Evaluation $\&$ Visualization. Qualitatively, we show the visual result of pose transformation in Figure 6. For each row, we show one skeleton (Left) that was randomly sampled from the generator before transformation, one skeleton (Middle) that was sampled from the transformed generator by using the same latent noise as the Left, and one skeleton (Right) in the few-shot annotation set $T$ from target dataset. We can see that the Left and the Middle generated from the same random noise are visually quite different, and the Middle is more similar to the Right.

In Figure 6, we plot the t-SNE embedding of the poses generated by FlexPose (Adapted COCO), comparing it with the embedding of poses from the source (COCO) and target (Human3.6M) dataset. As can be seen, the embedding of poses from the source and target dataset are separated, and the distribution of generated poses significantly overlaps with the target ones. We also noted that the pose distributions are ‘mismatched’ in the upper right region. Considering that only two shots are utilized as guidance for each class during the transformation, such a mismatch is reasonable.

Quantitatively, we measure the similarity between the transferred distribution and target distribution using the Fréchet distance (FD), which follows from the Wasserstein-based definition of FID (Heusel et al. 2017) without the application of the pre-trained Inception network. We also measure the square of Maximum Mean Discrepancy (MMD) to provide more insights.
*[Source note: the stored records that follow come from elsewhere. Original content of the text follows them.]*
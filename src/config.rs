use std::path::Path;

use clap::Parser;
use config::{Config, Environment, File};
use serde::Deserialize;

use crate::agent::AgentSettings;

/// Environment variable prefix, e.g. `MIRROR_SERVER__PORT=8000`.
pub const ENV_PREFIX: &str = "MIRROR";
/// Config file picked up from the working directory when none is named.
pub const DEFAULT_CONFIG_FILE: &str = "config.yaml";

#[derive(Parser, Debug)]
#[command(author, version, about, long_about = None)]
pub struct Cli {
    /// Config file path
    #[arg(short, long, env = "CONFIG_FILE")]
    pub config: Option<String>,

    /// Port to listen on
    #[arg(long, env = "PORT")]
    pub port: Option<u16>,

    /// Base URL of the agent service
    #[arg(long, env = "AGENT_BASE_URL")]
    pub agent_base_url: Option<String>,

    /// Enable rate limiting
    #[arg(long, env = "RATE_LIMIT_ENABLED")]
    pub rate_limit_enabled: Option<bool>,
}

#[derive(Debug, Deserialize, Clone)]
pub struct AppConfig {
    pub server: ServerConfig,
    pub agent: AgentConfig,
    pub resilience: ResilienceConfig,
}

#[derive(Debug, Deserialize, Clone)]
pub struct ServerConfig {
    pub port: u16,
    pub host: String,
    /// Upper bound on time to the response head. Streamed bodies are not cut.
    pub request_timeout_secs: u64,
    /// Emit logs as JSON lines.
    pub log_json: bool,
    /// Sessions idle longer than this are pruned.
    pub session_idle_secs: u64,
}

#[derive(Debug, Deserialize, Clone)]
pub struct AgentConfig {
    pub base_url: String,
    #[serde(default)]
    pub default_toolkits: Vec<String>,
    #[serde(default)]
    pub timeout_secs: Option<f64>,
    #[serde(default)]
    pub provider: Option<String>,
    #[serde(default)]
    pub model: Option<String>,
}

impl AgentConfig {
    /// Client settings for the agent service.
    #[must_use]
    pub fn settings(&self) -> AgentSettings {
        AgentSettings {
            base_url: self.base_url.clone(),
            default_toolkits: self.default_toolkits.clone(),
            timeout_secs: self.timeout_secs,
            provider: self.provider.clone(),
            model: self.model.clone(),
        }
    }
}

#[derive(Debug, Deserialize, Clone)]
pub struct ResilienceConfig {
    pub rate_limit_enabled: bool,
    pub requests_per_second: f32,
    pub burst_size: u32,
}

impl AppConfig {
    pub fn load() -> Result<Self, config::ConfigError> {
        Self::load_from_args(std::env::args())
    }

    /// Load configuration.
    ///
    /// Priority, highest first: CLI flag (or its env var), `MIRROR_*`
    /// environment, config file, defaults. The config file is `--config` /
    /// `CONFIG_FILE`, else `./config.yaml` when it exists.
    pub fn load_from_args<I, T>(args: I) -> Result<Self, config::ConfigError>
    where
        I: IntoIterator<Item = T>,
        T: Into<std::ffi::OsString> + Clone,
    {
        let cli =
            Cli::try_parse_from(args).map_err(|e| config::ConfigError::Message(e.to_string()))?;

        let mut builder = Config::builder()
            .set_default("server.port", 3000)?
            .set_default("server.host", "0.0.0.0")?
            .set_default("server.request_timeout_secs", 30)?
            .set_default("server.log_json", false)?
            .set_default("server.session_idle_secs", 6 * 60 * 60)?
            .set_default("agent.base_url", "http://localhost:8000")?
            .set_default("agent.default_toolkits", Vec::<String>::new())?
            .set_default("resilience.rate_limit_enabled", true)?
            .set_default("resilience.requests_per_second", 5.0)?
            .set_default("resilience.burst_size", 10)?;

        match &cli.config {
            Some(path) => builder = builder.add_source(File::with_name(path).required(true)),
            None if Path::new(DEFAULT_CONFIG_FILE).exists() => {
                builder = builder.add_source(File::with_name(DEFAULT_CONFIG_FILE).required(false));
            }
            None => {}
        }

        builder = builder.add_source(
            Environment::with_prefix(ENV_PREFIX)
                .prefix_separator("_")
                .separator("__")
                .list_separator(",")
                .with_list_parse_key("agent.default_toolkits")
                .try_parsing(true),
        );

        if let Some(port) = cli.port {
            builder = builder.set_override("server.port", i64::from(port))?;
        }
        if let Some(url) = cli.agent_base_url {
            builder = builder.set_override("agent.base_url", url)?;
        }
        if let Some(rl) = cli.rate_limit_enabled {
            builder = builder.set_override("resilience.rate_limit_enabled", rl)?;
        }

        let cfg: Self = builder.build()?.try_deserialize()?;
        cfg.validate()?;
        Ok(cfg)
    }

    fn validate(&self) -> Result<(), config::ConfigError> {
        let url = url::Url::parse(&self.agent.base_url).map_err(|e| {
            config::ConfigError::Message(format!(
                "agent.base_url '{}' is not a valid URL: {e}",
                self.agent.base_url
            ))
        })?;
        if !matches!(url.scheme(), "http" | "https") {
            return Err(config::ConfigError::Message(format!(
                "agent.base_url must use http or https, got '{}'",
                url.scheme()
            )));
        }
        Ok(())
    }
}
The measurements are conducted on the keypoint coordinates space.

We compare our method with three strong competitors. AdaGAN (Noguchi and Harada 2019), FreezeD (Mo, Cho, and Shin 2020) and LoRA (Hu et al. 2021) (rank $r$ =8). Both AdaGAN and FreezeD suggest finetuning-based strategies with regularization. LoRA is the most related work to our FlexPose, introducing low-rank regularization to the generative model. For all methods, we generate 50k samples from the transferred generative model and compare them with all samples in the target dataset Human3.6M. In Table 1, experiment results suggest that FlexPose gives superior performance on both MMD and FD evaluation, indicating the transferred distribution shares more similar characteristics to the target distribution. The finding remains the same as that of the observation on qualitative evaluation.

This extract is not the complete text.